Maybe he was staying at Hot Katie’s house Or maybe he had gone away to another city, too Every possibility made my bones feel like sawdust The next day I think it was the next day we piled into Dad’s car to go to the ski resort for oh, no reason, you know, just to stop by, no I begged them please, please, and eventually I just showed Mom the letter to Coop, which I still hadn’t sent because I was too afraid it wouldn’t make a difference. I told them I missed him like I was missing one of my senses, a sixth or seventh sense that I didn’t know I had until it was gone I didn’t even know if he was working so we noodled slowly from the parking lot to the lodge Dad asked Mom, bring back memories?

They remodeled, Mom said, and for some reason they both looked at some sort of storage locker thing at the edge of the parking lot Ew

But so I went into the lodge and there was a man scraping grime off the countertops with a metal blade Excuse me sir is Cooper Lind working here now He’s on the lifts, the man said without looking up My heart jumped into my hands

Can I speak to him?

You can call him on my walkie and he’ll come down here Or maybe he wouldn’t if he knew it was me I had to try

The man handed me the device but I had trouble keeping it in my bending hands so Harrison steadied them and I was about to press the button when Harrison pointed to a switch on the side The switch read “announcement”

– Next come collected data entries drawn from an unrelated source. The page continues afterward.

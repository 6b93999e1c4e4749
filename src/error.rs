use thiserror::Error;

/// Unified error type for the Chainwatch client
#[derive(Error, Debug)]
pub enum ChainwatchError {
    // Transport errors
    #[error("WebSocket error: {0}")]
    Transport(#[from] tokio_tungstenite::tungstenite::Error),

    // Protocol errors
    #[error("Malformed frame: {0}")]
    MalformedFrame(String),

    #[error("JSON error: {0}")]
    Json(#[from] serde_json::Error),

    // Side-channel errors
    #[error("Fragment fetch failed: {0}")]
    FetchFailed(String),

    #[error("Fragment not available: {0}")]
    FragmentNotAvailable(String),

    // Configuration errors
    #[error("Invalid configuration: {0}")]
    InvalidConfig(String),
}

/// Result type alias for Chainwatch operations
pub type Result<T> = std::result::Result<T, ChainwatchError>;

impl ChainwatchError {
    /// Whether the error is a per-message fault that should be logged and
    /// dropped without touching the connection lifecycle
    pub fn is_recoverable(&self) -> bool {
        matches!(
            self,
            ChainwatchError::MalformedFrame(_)
                | ChainwatchError::Json(_)
                | ChainwatchError::FetchFailed(_)
                | ChainwatchError::FragmentNotAvailable(_)
        )
    }
}

// Convert from reqwest errors
impl From<reqwest::Error> for ChainwatchError {
    fn from(err: reqwest::Error) -> Self {
        ChainwatchError::FetchFailed(err.to_string())
    }
}

// Convert from URL parse errors
impl From<url::ParseError> for ChainwatchError {
    fn from(err: url::ParseError) -> Self {
        ChainwatchError::InvalidConfig(err.to_string())
    }
}
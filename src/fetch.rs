//! Side-channel fragment fetches
//!
//! Rendered markup (graph, charts, disambiguation modals) is produced
//! server-side and fetched over plain HTTP, outside the socket. The core
//! consumes these endpoints only as "given a key, returns a markup blob".

use std::time::Duration;

use async_trait::async_trait;
use serde_json::Value;
use url::Url;

use crate::error::{ChainwatchError, Result};

/// HTTP collaborator the dispatcher fetches rendered fragments through
#[async_trait]
pub trait FragmentFetcher: Send + Sync {
    /// Fetch a rendered graph fragment by file name
    async fn fetch_graph(&self, file_name: &str) -> Result<String>;
    /// Fetch the chart markup for the current analysis
    async fn fetch_charts(&self) -> Result<String>;
    /// Submit manual-transaction selections; returns the modal markup
    async fn submit_manual_selection(&self, payload: &Value) -> Result<String>;
}

/// reqwest-backed implementation against the analysis backend
pub struct HttpFetcher {
    http: reqwest::Client,
    base: Url,
}

impl HttpFetcher {
    /// Create a fetcher for the given base URL
    pub fn new(base: Url) -> Result<Self> {
        let http = reqwest::Client::builder()
            .timeout(Duration::from_secs(30))
            .build()?;
        Ok(Self { http, base })
    }

    fn endpoint(&self, path: &str) -> Result<Url> {
        self.base
            .join(path)
            .map_err(|e| ChainwatchError::InvalidConfig(format!("bad endpoint {}: {}", path, e)))
    }

    async fn read_body(&self, response: reqwest::Response, what: &str) -> Result<String> {
        if response.status() == reqwest::StatusCode::NOT_FOUND {
            return Err(ChainwatchError::FragmentNotAvailable(what.to_string()));
        }
        let response = response.error_for_status()?;
        Ok(response.text().await?)
    }
}

#[async_trait]
impl FragmentFetcher for HttpFetcher {
    async fn fetch_graph(&self, file_name: &str) -> Result<String> {
        let url = self.endpoint("display_graph/")?;
        let response = self
            .http
            .get(url)
            .query(&[("file_name", file_name)])
            .send()
            .await?;
        self.read_body(response, file_name).await
    }

    async fn fetch_charts(&self) -> Result<String> {
        let url = self.endpoint("display_charts/")?;
        let response = self.http.get(url).send().await?;
        self.read_body(response, "charts").await
    }

    async fn submit_manual_selection(&self, payload: &Value) -> Result<String> {
        let url = self.endpoint("display_manual_transactions/")?;
        let response = self.http.post(url).json(payload).send().await?;
        self.read_body(response, "manual transactions").await
    }
}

We looked around and saw a white speaker horn attached to the edge of the building Identical speakers lined the poles all the way up the slope, to the top Harrison mouthed announcement?

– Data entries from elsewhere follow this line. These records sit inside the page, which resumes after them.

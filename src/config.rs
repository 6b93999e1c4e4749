use crate::error::{ChainwatchError, Result};
use std::env;
use url::Url;

/// Application configuration loaded from environment variables
#[derive(Debug, Clone)]
pub struct Config {
    /// Backend endpoints
    pub server: ServerConfig,
    /// Session timing knobs
    pub session: SessionConfig,
    /// Optional analysis to start automatically once connected
    pub analysis: Option<AnalysisConfig>,
    /// Logging configuration
    pub log: LogConfig,
}

#[derive(Debug, Clone)]
pub struct ServerConfig {
    /// WebSocket endpoint of the analysis backend
    pub ws_url: Url,
    /// Base URL for side-channel fragment fetches
    pub http_url: Url,
}

#[derive(Debug, Clone)]
pub struct SessionConfig {
    /// Delay before a reconnect attempt after the socket drops (milliseconds)
    pub reconnect_delay_ms: u64,
    /// Grace delay between a successful open and submit re-enablement (milliseconds)
    pub submit_grace_ms: u64,
    /// How long the positive connection banner stays up (seconds)
    pub banner_ttl_secs: u64,
}

#[derive(Debug, Clone, PartialEq)]
pub struct AnalysisConfig {
    /// Root address to analyze
    pub address: String,
    /// Number of layers to expand
    pub layers: u32,
    /// RTO threshold passed through to the backend
    pub rto_threshold: f64,
    /// Whether to run in manual disambiguation mode
    pub manual: bool,
}

#[derive(Debug, Clone)]
pub struct LogConfig {
    /// Log level (debug, info, warn, error)
    pub level: String,
    /// Output format (json, pretty)
    pub format: String,
}

impl Config {
    /// Load configuration from environment variables
    pub fn from_env() -> Result<Self> {
        Ok(Config {
            server: ServerConfig {
                ws_url: parse_endpoint(
                    "SERVER_WS_URL",
                    "ws://127.0.0.1:8000/ws/connect/",
                    &["ws", "wss"],
                )?,
                http_url: parse_endpoint(
                    "SERVER_HTTP_URL",
                    "http://127.0.0.1:8000/",
                    &["http", "https"],
                )?,
            },
            session: SessionConfig {
                reconnect_delay_ms: get_env_or("RECONNECT_DELAY_MS", "2000")
                    .parse()
                    .map_err(|_| {
                        ChainwatchError::InvalidConfig(
                            "RECONNECT_DELAY_MS must be a valid number".into(),
                        )
                    })?,
                submit_grace_ms: get_env_or("SUBMIT_GRACE_MS", "500").parse().map_err(|_| {
                    ChainwatchError::InvalidConfig("SUBMIT_GRACE_MS must be a valid number".into())
                })?,
                banner_ttl_secs: get_env_or("BANNER_TTL_SECS", "3").parse().unwrap_or(3),
            },
            analysis: parse_analysis()?,
            log: LogConfig {
                level: get_env_or("LOG_LEVEL", "info"),
                format: get_env_or("LOG_FORMAT", "pretty"),
            },
        })
    }
}

fn parse_endpoint(key: &str, default: &str, schemes: &[&str]) -> Result<Url> {
    let raw = get_env_or(key, default);
    let url = Url::parse(&raw)
        .map_err(|e| ChainwatchError::InvalidConfig(format!("{} must be a valid URL: {}", key, e)))?;

    if !schemes.contains(&url.scheme()) {
        return Err(ChainwatchError::InvalidConfig(format!(
            "{} has unsupported scheme: {} (expected one of {:?})",
            key,
            url.scheme(),
            schemes
        )));
    }
    if url.host_str().is_none() {
        return Err(ChainwatchError::InvalidConfig(format!(
            "{} must include a host",
            key
        )));
    }

    Ok(url)
}

/// An analysis auto-start is configured by setting CHAINWATCH_ADDRESS;
/// the remaining knobs fall back to defaults.
fn parse_analysis() -> Result<Option<AnalysisConfig>> {
    let address = env::var("CHAINWATCH_ADDRESS").unwrap_or_default();
    let address = address.trim();
    if address.is_empty() {
        return Ok(None);
    }

    let layers: u32 = get_env_or("CHAINWATCH_LAYERS", "2").parse().map_err(|_| {
        ChainwatchError::InvalidConfig("CHAINWATCH_LAYERS must be a valid number".into())
    })?;
    if layers == 0 {
        return Err(ChainwatchError::InvalidConfig(
            "CHAINWATCH_LAYERS must be at least 1".into(),
        ));
    }

    let rto_threshold: f64 = get_env_or("CHAINWATCH_RTO", "0").parse().map_err(|_| {
        ChainwatchError::InvalidConfig("CHAINWATCH_RTO must be a valid number".into())
    })?;

    Ok(Some(AnalysisConfig {
        address: address.to_string(),
        layers,
        rto_threshold,
        manual: get_env_or("CHAINWATCH_MANUAL", "false").parse().unwrap_or(false),
    }))
}

/// Get environment variable with a default value
fn get_env_or(key: &str, default: &str) -> String {
    env::var(key).unwrap_or_else(|_| default.to_string())
}
use std::collections::HashMap;

use common::{casefold_path, CatalogId, MediaKind, RecordId};
use tracing::debug;

use crate::error::Result;
use crate::store::IndexStore;

#[derive(Clone, Copy, Debug, PartialEq, Eq)]
pub struct CachedMedia {
    pub id: RecordId,
    pub kind: MediaKind,
}

/// Run-scoped set of paths already in the index for one catalog, keyed by
/// case-folded path. Built once when a pass starts and dropped with it.
#[derive(Debug, Default)]
pub struct IndexCache {
    entries: HashMap<String, CachedMedia>,
}

impl IndexCache {
    pub fn build(store: &dyn IndexStore, catalog: CatalogId, chunk_size: usize) -> Result<Self> {
        let chunk_size = chunk_size.max(1);
        let mut cache = Self::default();
        for kind in MediaKind::ALL {
            let mut after = None;
            loop {
                let page = store.records_by_catalog(catalog, kind, after, chunk_size)?;
                let last = match page.last() {
                    Some(record) => record.id,
                    None => break,
                };
                for record in &page {
                    cache.insert(&record.path, record.id, kind);
                }
                if page.len() < chunk_size {
                    break;
                }
                after = Some(last);
            }
        }
        debug!("Index cache for catalog {} holds {} paths", catalog, cache.len());
        Ok(cache)
    }

    pub fn contains(&self, path: &str) -> bool {
        self.entries.contains_key(&casefold_path(path))
    }

    pub fn lookup(&self, path: &str) -> Option<CachedMedia> {
        self.entries.get(&casefold_path(path)).copied()
    }

    pub fn insert(&mut self, path: &str, id: RecordId, kind: MediaKind) {
        self.entries.insert(casefold_path(path), CachedMedia { id, kind });
    }

    pub fn len(&self) -> usize {
        self.entries.len()
    }

    pub fn is_empty(&self) -> bool {
        self.entries.is_empty()
    }

    /// Case-folded keys, sorted.
    pub fn paths(&self) -> Vec<String> {
        let mut paths: Vec<String> = self.entries.keys().cloned().collect();
        paths.sort();
        paths
    }
}
use serde::{Deserialize, Serialize};
use std::path::{Component, Path, PathBuf};

pub type CatalogId = u32;
pub type RecordId = u64;

const KEY_SEP: char = '\x1f';

#[derive(Clone, Copy, Debug, PartialEq, Eq, Hash, Serialize, Deserialize)]
#[serde(rename_all = "lowercase")]
pub enum GatherType {
    Music,
    Video,
    Podcast,
}

impl GatherType {
    pub fn as_str(&self) -> &'static str {
        match self {
            GatherType::Music => "music",
            GatherType::Video => "video",
            GatherType::Podcast => "podcast",
        }
    }

    pub fn parse(value: &str) -> Option<Self> {
        match value.trim().to_ascii_lowercase().as_str() {
            "music" => Some(GatherType::Music),
            "video" => Some(GatherType::Video),
            "podcast" => Some(GatherType::Podcast),
            _ => None,
        }
    }
}

/// One configured filesystem root tracked as a unit.
#[derive(Clone, Debug, PartialEq, Serialize, Deserialize)]
pub struct CatalogRoot {
    pub id: CatalogId,
    pub name: String,
    pub path: String,
    pub gather_type: GatherType,
    pub sort_pattern: String,
    pub rename_pattern: String,
    pub last_add: u64,
    pub last_update: u64,
    pub last_clean: u64,
}

impl CatalogRoot {
    pub fn root(&self) -> &Path {
        Path::new(&self.path)
    }

    /// Path of `file` relative to the catalog root, or the input unchanged
    /// when it lives elsewhere.
    pub fn relative_path(&self, file: &str) -> String {
        relpath_from(self.root(), Path::new(file)).unwrap_or_else(|| file.to_string())
    }
}

#[derive(Clone, Debug, Serialize, Deserialize)]
pub struct NewCatalog {
    pub name: String,
    pub path: String,
    pub gather_type: GatherType,
    pub sort_pattern: String,
    pub rename_pattern: String,
}

#[derive(Clone, Copy, Debug, PartialEq, Eq, Hash, Serialize, Deserialize)]
#[serde(rename_all = "snake_case")]
pub enum MediaKind {
    Song,
    Video,
    PodcastEpisode,
}

impl MediaKind {
    /// Order in which bulk passes visit the media tables.
    pub const ALL: [MediaKind; 3] = [MediaKind::Video, MediaKind::Song, MediaKind::PodcastEpisode];

    pub fn as_str(&self) -> &'static str {
        match self {
            MediaKind::Song => "song",
            MediaKind::Video => "video",
            MediaKind::PodcastEpisode => "podcast_episode",
        }
    }

    pub fn parse(value: &str) -> Option<Self> {
        match value.trim().to_ascii_lowercase().as_str() {
            "song" => Some(MediaKind::Song),
            "video" => Some(MediaKind::Video),
            "podcast_episode" | "podcast" | "episode" => Some(MediaKind::PodcastEpisode),
            _ => None,
        }
    }
}

#[derive(Clone, Debug, PartialEq, Serialize, Deserialize)]
pub struct MediaRecord {
    pub id: RecordId,
    pub catalog_id: CatalogId,
    pub path: String,
    pub size: u64,
    pub mtime: u64,
    pub added_at: u64,
    pub updated_at: u64,
    pub title: String,
    pub play_count: u32,
    pub skip_count: u32,
    pub details: MediaDetails,
}

impl MediaRecord {
    pub fn kind(&self) -> MediaKind {
        self.details.kind()
    }
}

#[derive(Clone, Debug, PartialEq, Serialize, Deserialize)]
#[serde(rename_all = "snake_case")]
pub enum MediaDetails {
    Song(SongDetails),
    Video(VideoDetails),
    PodcastEpisode(EpisodeDetails),
}

impl MediaDetails {
    pub fn kind(&self) -> MediaKind {
        match self {
            MediaDetails::Song(_) => MediaKind::Song,
            MediaDetails::Video(_) => MediaKind::Video,
            MediaDetails::PodcastEpisode(_) => MediaKind::PodcastEpisode,
        }
    }

    pub fn as_song(&self) -> Option<&SongDetails> {
        match self {
            MediaDetails::Song(song) => Some(song),
            _ => None,
        }
    }
}

#[derive(Clone, Debug, Default, PartialEq, Serialize, Deserialize)]
pub struct SongDetails {
    pub artist: String,
    pub album_artist: String,
    pub album: String,
    pub artist_id: String,
    pub album_id: String,
    pub track_no: Option<u16>,
    pub disc_no: Option<u16>,
    pub year: Option<i32>,
    pub duration_ms: u32,
    pub bitrate: Option<u32>,
    pub sample_rate: Option<u32>,
    pub channels: Option<u8>,
    pub genres: Vec<String>,
    pub comment: Option<String>,
}

#[derive(Clone, Debug, Default, PartialEq, Serialize, Deserialize)]
pub struct VideoDetails {
    pub duration_ms: u32,
    pub bitrate: Option<u32>,
    pub year: Option<i32>,
    pub genres: Vec<String>,
}

#[derive(Clone, Debug, Default, PartialEq, Serialize, Deserialize)]
pub struct EpisodeDetails {
    pub podcast: String,
    pub duration_ms: u32,
    pub year: Option<i32>,
    pub description: Option<String>,
}

/// Tombstone left behind when a record is removed from the index.
#[derive(Clone, Debug, PartialEq, Serialize, Deserialize)]
pub struct DeletedRecord {
    pub id: RecordId,
    pub catalog_id: CatalogId,
    pub kind: MediaKind,
    pub path: String,
    pub title: String,
    pub added_at: u64,
    pub deleted_at: u64,
    pub play_count: u32,
    pub skip_count: u32,
    pub album_id: Option<String>,
    pub artist_id: Option<String>,
    pub podcast: Option<String>,
}

impl DeletedRecord {
    pub fn from_record(record: &MediaRecord, deleted_at: u64) -> Self {
        let (album_id, artist_id, podcast) = match &record.details {
            MediaDetails::Song(song) => (
                Some(song.album_id.clone()),
                Some(song.artist_id.clone()),
                None,
            ),
            MediaDetails::Video(_) => (None, None, None),
            MediaDetails::PodcastEpisode(episode) => (None, None, Some(episode.podcast.clone())),
        };
        Self {
            id: record.id,
            catalog_id: record.catalog_id,
            kind: record.kind(),
            path: record.path.clone(),
            title: record.title.clone(),
            added_at: record.added_at,
            deleted_at,
            play_count: record.play_count,
            skip_count: record.skip_count,
            album_id,
            artist_id,
            podcast,
        }
    }
}

#[derive(Clone, Debug, PartialEq, Serialize, Deserialize)]
pub struct Artist {
    pub id: String,
    pub name: String,
}

#[derive(Clone, Debug, PartialEq, Serialize, Deserialize)]
pub struct Album {
    pub id: String,
    pub artist_id: String,
    pub title: String,
    pub year: Option<i32>,
}

#[derive(Clone, Debug, PartialEq, Serialize, Deserialize)]
#[serde(rename_all = "lowercase")]
pub enum CoverRef {
    Embedded { record_id: RecordId },
    File { path: String },
}

#[derive(Clone, Debug, PartialEq, Eq, Hash, Serialize, Deserialize)]
pub enum CoverOwner {
    Album(String),
    Video(RecordId),
}

#[derive(Clone, Debug, PartialEq, Serialize, Deserialize)]
pub struct Playlist {
    pub id: String,
    pub catalog_id: CatalogId,
    pub name: String,
    pub source_path: String,
    pub public: bool,
    pub items: Vec<RecordId>,
}

/// Normalized (artist, album, track, title) tuple used to spot the same
/// content indexed under a different path.
#[derive(Clone, Debug, PartialEq, Eq)]
pub struct DuplicateKey {
    pub artist: String,
    pub album: String,
    pub track: Option<u16>,
    pub title: String,
}

impl DuplicateKey {
    pub fn new(artist: &str, album: &str, track: Option<u16>, title: &str) -> Self {
        Self {
            artist: normalize_key_part(artist),
            album: normalize_key_part(album),
            track,
            title: normalize_key_part(title),
        }
    }

    pub fn from_song(title: &str, song: &SongDetails) -> Self {
        Self::new(&song.artist, &song.album, song.track_no, title)
    }

    pub fn fingerprint(&self) -> String {
        let track = self.track.map(|t| t.to_string()).unwrap_or_default();
        let mut joined = String::new();
        for part in [&self.artist, &self.album, &track, &self.title] {
            joined.push_str(part);
            joined.push(KEY_SEP);
        }
        stable_id(&joined)
    }
}

fn normalize_key_part(value: &str) -> String {
    value.split_whitespace().collect::<Vec<_>>().join(" ").to_lowercase()
}

pub fn stable_id(input: &str) -> String {
    blake3::hash(input.as_bytes()).to_hex().to_string()
}

pub fn artist_id(name: &str) -> String {
    stable_id(&name.trim().to_lowercase())
}

pub fn album_id(artist_id: &str, title: &str) -> String {
    let mut key = String::from(artist_id);
    key.push(KEY_SEP);
    key.push_str(&title.trim().to_lowercase());
    stable_id(&key)
}

/// Key used for case-insensitive path comparisons on the indexing side.
pub fn casefold_path(path: &str) -> String {
    path.to_lowercase()
}

/// Trims surrounding whitespace and trailing separators, keeping a bare
/// root (`/`) intact.
pub fn normalize_root(path: &str) -> String {
    let trimmed = path.trim();
    let stripped = trimmed.trim_end_matches(&['/', '\\'][..]);
    if stripped.is_empty() && !trimmed.is_empty() {
        return trimmed[..1].to_string();
    }
    stripped.to_string()
}

/// True when one path equals or contains the other, compared by component.
pub fn paths_overlap(a: &Path, b: &Path) -> bool {
    let a = lexical_normalize(a);
    let b = lexical_normalize(b);
    a.starts_with(&b) || b.starts_with(&a)
}

fn lexical_normalize(path: &Path) -> PathBuf {
    let mut out = PathBuf::new();
    for component in path.components() {
        match component {
            Component::CurDir => {}
            Component::ParentDir => {
                out.pop();
            }
            other => out.push(other.as_os_str()),
        }
    }
    out
}

pub fn relpath_from(root: &Path, path: &Path) -> Option<String> {
    let rel = path.strip_prefix(root).ok()?;
    Some(path_to_slash_string(rel))
}

pub fn join_relpath(root: &Path, relpath: &str) -> PathBuf {
    let mut out = PathBuf::from(root);
    for part in relpath.split('/') {
        if part.is_empty() {
            continue;
        }
        out.push(part);
    }
    out
}

fn path_to_slash_string(path: &Path) -> String {
    let parts: Vec<String> = path
        .components()
        .map(|c| c.as_os_str().to_string_lossy().to_string())
        .collect();
    parts.join("/")
}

I looked at the man, who was still scraping his grime, and nodded Harrison flicked the switch

I cleared my throat, and the rumbling went straight from my mouth up the mountainside, echoing so loud that every person working nearby looked up None of them were Coop

So I said, as clear as I could, trying not to laugh, WOULD DUMBSHIT PLEASE REPORT TO THE LODGE

Harrison erupted in a fit, Mom covered Bette’s ears, and Dad covered Davy’s, but we were all doubling over DUMBSHIT TO THE LODGE PLEASE I repeated

The man scraping grime shook his head and held out his hand for the walkie I watched the slope

Three figures had been working, and they kept working Maybe he wasn’t coming

Maybe he thought I was trying to humiliate him I thought about grabbing the walkie again and announcing I LOVE YOU, COOPER LIND, I’M SORRY, PLEASE COME BACK TO ME

But then a figure came out from behind the base of the chairlift, holding a wrench, flipping it like it was no big deal, walking slow, like he was coming down for lunch break He was wearing a ball cap but I knew it was Coop, he took it off, and his hair fell out I came out of the office, my family stayed inside I realized I had been holding my heart in my hand the whole time so I put it back in my chest where it started ticking again When he saw me he started walking faster

And then running

He stopped himself, pausing for just a moment, and I reached in and stopped my heart Coop, I called, and I have never been so happy to see someone in my entire life His face broke into a smile and he ran the rest of the way down

hello memory book it’s cooper lind. i just wanted to let you know that sammie mccoy is the love of my life and i was dumb to spend more than an hour apart from her. i was afraid that she and stuart had gotten back together. even when i received her texts i got this sick fear that she just wanted to meet me to tell me that it was over, that she was caught up in the moment, or that she had made a mistake. i shouldn’t have been afraid. in fact i didn’t even know what fear really felt like until the last eight hours i’ve spent awake in the waiting room of dartmouth medical center.

sammie had a seizure that sent her into shock. she’s in stable condition now, but she wasn’t before, and if she had gone that quickly, without me even getting to say goodbye, i would have wanted to lie down in the street. she’s awake now and talking to her family.